To wit, consider Israel. Making this race a referendum on President Barack Obama’s Middle Eastern policy was Ed Koch’s idea,but the Turner team ran with it. It seemed absurd. Mr. Weprin is an Orthodox Jew who has family in Israel and who has visited there many times. Mr. Turner had no real ties to Israel. But within days, Mr. Weprin was on the phone, defending his allegiance to the Jewish State and was forced to explain how his vote to legalize same-sex marriage was a civil rights, and not a religious consideration.
From the start, the Weprin team ran a front-runner’s campaign, not answering Bob Turner’s attacks or coming up with their own offense. After an initial Siena poll showed Weprin with only a slight lead, the Weprin campaign vowed to toughen up their message, and they repeatedly tried to make the race about Democratic hobbyhorses–Medicaid, Social Security, the Ryan Budget. But perhaps voters were tired of it. The Turner camp threw bombs and they hit. Mr. Weprin’s long career in politics enabled Mr. Turner to tie him to every scandal that had hit the City Council or the State Assembly in the last decade–slush funds, Richard Lipsky, and the like. The Ground Zero Mosque, which didn’t help Rick Lazio back when the issue was actually on the front pages, somehow became important again. Not until August 17, after weeks of attacks, did Mr. Weprin punch back. A slight misstatement on the size of the national debt to the Daily News editorial board was ridden for days by the Turner campaign.

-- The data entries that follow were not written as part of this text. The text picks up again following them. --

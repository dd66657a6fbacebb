//! Rendering error types.

use thiserror::Error;

/// Errors that can occur during rendering operations.
///
/// Every pass-level failure is recovered locally (the pass or slice is
/// skipped for the frame); nothing here propagates as a host failure.
#[derive(Error, Debug)]
pub enum RenderError {
    /// The main camera matrices cannot be inverted for view-ray
    /// reconstruction.
    #[error("degenerate camera view-projection, cannot reconstruct view rays")]
    DegenerateViewProjection,

    /// Invalid pipeline configuration.
    #[error("invalid settings: {0}")]
    InvalidSettings(#[from] viscube_core::CoreError),
}

/// A specialized Result type for rendering operations.
pub type RenderResult<T> = std::result::Result<T, RenderError>;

The closest that the Weprin team came to punching back was when Bob Turner said that he didn’t support the 9/11 health bill passed through Congress last year and meant to pay for the health care of first responders injured in the attacks. But the narrative never caught on. The tabloids, by that point, were pasting Mr. Weprin for bringing “spies” into the the Turner campaign offices or for using “scare tactics” on area seniors. By the time the Democratic Congressional Campaign Committee taped an ad with a sly reference to 9/11 in it, the race was over.
If the Weprin campaign can be cut any slack, it would be because special elections are, for lack of a better word, weird. This is the fourth in little more than three years, in New York, and the previous three were all won by Democrats in seats that were as heavily tilted towards the Republicans, as this one was towards the Democrats. It is proof that special elections are a little like the town halls that Congressmen subject themselves to during the off-season, where the only people who show up are those who are really pissed off about something and want their voices heard.